Oxidative phosphorylation
Oxidative phosphorylation (or OXPHOS in short) is the metabolic pathway in which the mitochondria in cells use their structure, enzymes, and energy released by the oxidation of nutrients to reform ATP. Although the many forms of life on earth use a range of different nutrients, ATP is the molecule that supplies energy to metabolism. Almost all aerobic organisms carry out oxidative phosphorylation. This pathway is probably so pervasive because it is a highly efficient way of releasing energy, compared to alternative fermentation processes such as anaerobic glycolysis.During oxidative phosphorylation, electrons are transferred from electron donors to electron acceptors such as oxygen, in redox reactions. These redox reactions release energy, which is used to form ATP. In eukaryotes, these redox reactions are carried out by a series of protein complexes within the inner membrane of the cell's mitochondria, whereas, in prokaryotes, these proteins are located in the cells' intermembrane space. These linked sets of proteins are called electron transport chains. In eukaryotes, five main protein complexes are involved, whereas in prokaryotes many different enzymes are present, using a variety of electron donors and acceptors.The energy released by electrons flowing through this electron transport chain is used to transport protons across the inner mitochondrial membrane, in a process called electron transport. This generates potential energy in the form of a pH gradient and an electrical potential across this membrane.
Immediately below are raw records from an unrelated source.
//! Health check endpoint.

use axum::Json;
use axum::extract::State;
use serde_json::{Value, json};

use crate::state::AppState;

/// GET /health — liveness check.
pub async fn health(State(state): State<AppState>) -> Json<Value> {
    Json(json!({
        "status": "ok",
        "version": env!("CARGO_PKG_VERSION"),
        "catalog_offers": state.catalog_size,
    }))
}
//! Dialogue state machine — one user message in, replies and leads out.
//!
//! Each state has a handler. A handler either finishes the turn or hands the
//! message to intent detection, which never hands it back, so a turn runs at
//! most two handlers.

pub mod followup;
pub mod handlers;
pub mod replies;
pub mod session;

use std::sync::Arc;

use al_catalog::brands::DEFAULT_DEALER_BRANDS;
use al_catalog::{BrandMatcher, SearchEngine};
use al_protocol::{Intent, Lead};
use serde::Deserialize;

use crate::intent::{IntentClassifier, IntentPipeline};

pub use session::{DialogueState, PendingAction, Session};

/// Retry limits and defaults for the conversation.
#[derive(Debug, Clone, Deserialize)]
pub struct DialogueSettings {
    /// Invalid phone answers before the bot gives up.
    #[serde(default = "default_phone_attempts")]
    pub phone_attempts: u32,
    /// Unparseable budget answers before the budget is treated as unlimited.
    #[serde(default = "default_budget_attempts")]
    pub budget_attempts: u32,
    /// Consecutive unrecognized messages before escalating to a specialist.
    #[serde(default = "default_fallback_threshold")]
    pub fallback_threshold: u32,
    /// Used in replies when the user never gave a name.
    #[serde(default = "default_name")]
    pub default_name: String,
}

fn default_phone_attempts() -> u32 {
    3
}

fn default_budget_attempts() -> u32 {
    2
}

fn default_fallback_threshold() -> u32 {
    2
}

fn default_name() -> String {
    "Клиент".to_string()
}

impl Default for DialogueSettings {
    fn default() -> Self {
        Self {
            phone_attempts: default_phone_attempts(),
            budget_attempts: default_budget_attempts(),
            fallback_threshold: default_fallback_threshold(),
            default_name: default_name(),
        }
    }
}

/// Result of one turn.
#[derive(Debug, Default, Clone, PartialEq)]
pub struct TurnOutcome {
    /// Reply texts, in send order.
    pub replies: Vec<String>,
    /// Leads confirmed during this turn.
    pub leads: Vec<Lead>,
}

impl TurnOutcome {
    pub fn say(&mut self, text: impl Into<String>) {
        self.replies.push(text.into());
    }
}

/// What a state handler wants next.
pub(crate) enum Flow {
    Done,
    /// Re-run the message through intent detection.
    Detect(String),
}

pub struct Dialogue {
    brands: Arc<BrandMatcher>,
    search: Arc<SearchEngine>,
    pipeline: IntentPipeline,
    settings: DialogueSettings,
    company: String,
    /// Dealer brands in display order, for the non-dealer notice.
    dealer_names: Vec<String>,
}

impl Dialogue {
    pub fn new(
        brands: Arc<BrandMatcher>,
        search: Arc<SearchEngine>,
        classifier: Arc<dyn IntentClassifier>,
        settings: DialogueSettings,
    ) -> Self {
        let pipeline = IntentPipeline::new(brands.clone(), search.clone(), classifier);
        Self {
            brands,
            search,
            pipeline,
            settings,
            company: "АвтоЛидер".to_string(),
            dealer_names: DEFAULT_DEALER_BRANDS.iter().map(|b| b.to_string()).collect(),
        }
    }

    /// Company name and dealer brand list used in the non-dealer notice.
    pub fn with_company(mut self, company: impl Into<String>, dealer_names: Vec<String>) -> Self {
        self.company = company.into();
        self.dealer_names = dealer_names;
        self
    }

    pub fn settings(&self) -> &DialogueSettings {
        &self.settings
    }

    /// Process one message against `session`, mutating it in place.
    pub async fn handle(&self, session: &mut Session, text: &str) -> TurnOutcome {
        let mut out = TurnOutcome::default();
        let text = text.trim();

        if text == "/start" {
            session.reset(false);
            session.state = DialogueState::Greeting;
            out.say(replies::GREETING);
            session.touch();
            return out;
        }

        let before = session.state;
        let flow = match session.state {
            DialogueState::Greeting => self.on_greeting(session, text, &mut out),
            DialogueState::DetectIntent => Flow::Detect(text.to_string()),
            DialogueState::CollectBrand => self.on_collect_brand(session, text, &mut out),
            DialogueState::CollectSpecs => self.on_collect_specs(session, text, &mut out).await,
            DialogueState::CollectRepairType => self.on_collect_repair_type(session, text, &mut out),
            DialogueState::CollectPhone => self.on_collect_phone(session, text, &mut out),
            DialogueState::Confirm => {
                self.ask_confirm(session, &mut out);
                Flow::Done
            }
            DialogueState::ConfirmFinal => self.on_confirm_final(session, text, &mut out),
            DialogueState::NonDealerChoice => {
                self.on_follow_up(session, text, &mut out).await;
                Flow::Done
            }
            DialogueState::Finished => {
                session.reset(true);
                Flow::Detect(text.to_string())
            }
        };

        if let Flow::Detect(message) = flow {
            session.state = DialogueState::DetectIntent;
            self.detect(session, &message, &mut out).await;
        }

        session.touch();
        tracing::debug!(
            user_id = %session.user_id,
            from = %before,
            to = %session.state,
            replies = out.replies.len(),
            "turn handled"
        );
        out
    }

    fn name<'a>(&'a self, session: &'a Session) -> &'a str {
        session.display_name(&self.settings.default_name)
    }

    /// Render the summary and wait for the yes/no answer.
    pub(crate) fn ask_confirm(&self, session: &mut Session, out: &mut TurnOutcome) {
        out.say(replies::confirm_summary(session, &self.settings.default_name));
        session.state = DialogueState::ConfirmFinal;
    }

    /// Straight to confirmation when the phone is known, otherwise ask for it.
    pub(crate) fn phone_or_confirm(&self, session: &mut Session, prompt: String, out: &mut TurnOutcome) {
        if session.has_phone() {
            self.ask_confirm(session, out);
        } else {
            session.state = DialogueState::CollectPhone;
            out.say(prompt);
        }
    }

    /// Lead for the session's current intent. `None` without a phone.
    pub(crate) fn build_lead(&self, session: &Session, intent: Intent) -> Option<Lead> {
        let phone = session.phone.clone()?;
        Some(Lead::new(
            session.user_id.clone(),
            self.name(session),
            intent,
            session.lead_brand().map(String::from),
            phone,
            session.slots.clone(),
        ))
    }
}
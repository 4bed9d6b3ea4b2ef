//! Shared test harness for E2E conversation tests.
//!
//! Drives the real router over the sample catalog, with a recording lead
//! sink in place of the delivery channels.

#![allow(dead_code)]

use std::sync::Arc;

use axum::Router;
use axum::body::Body;
use axum::http::{Request, StatusCode};
use http_body_util::BodyExt;
use tower::ServiceExt;

use al_catalog::{Catalog, SearchEngine, sample_catalog};
use al_orchestrator::config::OrchestratorConfig;
use al_orchestrator::intent::{ClassifierConfig, IntentClassifier, LlmClassifier, NoopClassifier};
use al_orchestrator::leads::{LeadSink, MockLeadSink, RoutedLead};
use al_orchestrator::routes::build_router;
use al_orchestrator::state::AppState;
use al_orchestrator::store::InMemorySessionStore;

/// Router plus the sink that collects dispatched leads.
pub struct TestHarness {
    pub router: Router,
    pub sink: Arc<MockLeadSink>,
}

impl TestHarness {
    /// Sample catalog, no remote classifier.
    pub fn with_sample_data() -> Self {
        Self::with_classifier(Arc::new(NoopClassifier))
    }

    /// Sample catalog with the remote classifier at `base_url`
    /// (an OpenAI-compatible `/v1` root).
    pub fn with_remote_classifier(base_url: &str) -> Self {
        let classifier = LlmClassifier::new(ClassifierConfig {
            enabled: true,
            base_url: base_url.to_string(),
            timeout_secs: 2,
            ..ClassifierConfig::default()
        })
        .unwrap();
        Self::with_classifier(Arc::new(classifier))
    }

    pub fn with_classifier(classifier: Arc<dyn IntentClassifier>) -> Self {
        let config = OrchestratorConfig::default();
        let search = SearchEngine::new(Arc::new(Catalog::new(sample_catalog())), config.search.clone());
        let sink = Arc::new(MockLeadSink::new());
        let state = AppState::from_parts(
            &config,
            Arc::new(search),
            classifier,
            Arc::new(InMemorySessionStore::new()),
            vec![sink.clone() as Arc<dyn LeadSink>],
        );

        Self {
            router: build_router(state),
            sink,
        }
    }

    /// POST one message. Returns (HTTP status, response JSON body).
    pub async fn send(&self, user_id: &str, text: &str) -> (StatusCode, serde_json::Value) {
        let body = serde_json::json!({ "text": text });
        let request = Request::post(format!("/api/v1/chat/{user_id}/messages"))
            .header("content-type", "application/json")
            .body(Body::from(serde_json::to_vec(&body).unwrap()))
            .unwrap();
        self.call(request).await
    }

    /// POST one message and return the reply texts, asserting success.
    pub async fn say(&self, user_id: &str, text: &str) -> Vec<String> {
        let (status, json) = self.send(user_id, text).await;
        assert_eq!(status, StatusCode::OK, "message '{text}' failed: {json}");
        json["replies"]
            .as_array()
            .unwrap()
            .iter()
            .map(|r| r.as_str().unwrap().to_string())
            .collect()
    }

    /// GET the session snapshot.
    pub async fn session(&self, user_id: &str) -> (StatusCode, serde_json::Value) {
        let request = Request::get(format!("/api/v1/chat/{user_id}"))
            .body(Body::empty())
            .unwrap();
        self.call(request).await
    }

    /// DELETE the session. Returns the HTTP status.
    pub async fn clear(&self, user_id: &str) -> StatusCode {
        let request = Request::delete(format!("/api/v1/chat/{user_id}"))
            .body(Body::empty())
            .unwrap();
        self.router.clone().oneshot(request).await.unwrap().status()
    }

    /// Current dialogue state name from the snapshot.
    pub async fn state(&self, user_id: &str) -> String {
        let (_, json) = self.session(user_id).await;
        json["state"].as_str().unwrap_or_default().to_string()
    }

    pub fn leads(&self) -> Vec<RoutedLead> {
        self.sink.delivered()
    }

    async fn call(&self, request: Request<Body>) -> (StatusCode, serde_json::Value) {
        let response = self.router.clone().oneshot(request).await.unwrap();
        let status = response.status();
        let bytes = response.into_body().collect().await.unwrap().to_bytes();
        let json = if bytes.is_empty() {
            serde_json::Value::Null
        } else {
            serde_json::from_slice(&bytes).unwrap()
        };
        (status, json)
    }
}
This store of energy is tapped by allowing protons to flow back across the membrane and down this gradient, through a large enzyme called ATP synthase; this process is known as chemiosmosis. This enzyme uses this energy to generate ATP from adenosine diphosphate (ADP), in a phosphorylation reaction. This reaction is driven by the proton flow, which forces the rotation of a part of the enzyme; the ATP synthase is a rotary mechanical motor.Although oxidative phosphorylation is a vital part of metabolism, it produces reactive oxygen species such as superoxide and hydrogen peroxide, which lead to propagation of free radicals, damaging cells and contributing to disease and, possibly, aging (senescence). The enzymes carrying out this metabolic pathway are also the target of many drugs and poisons that inhibit their activities.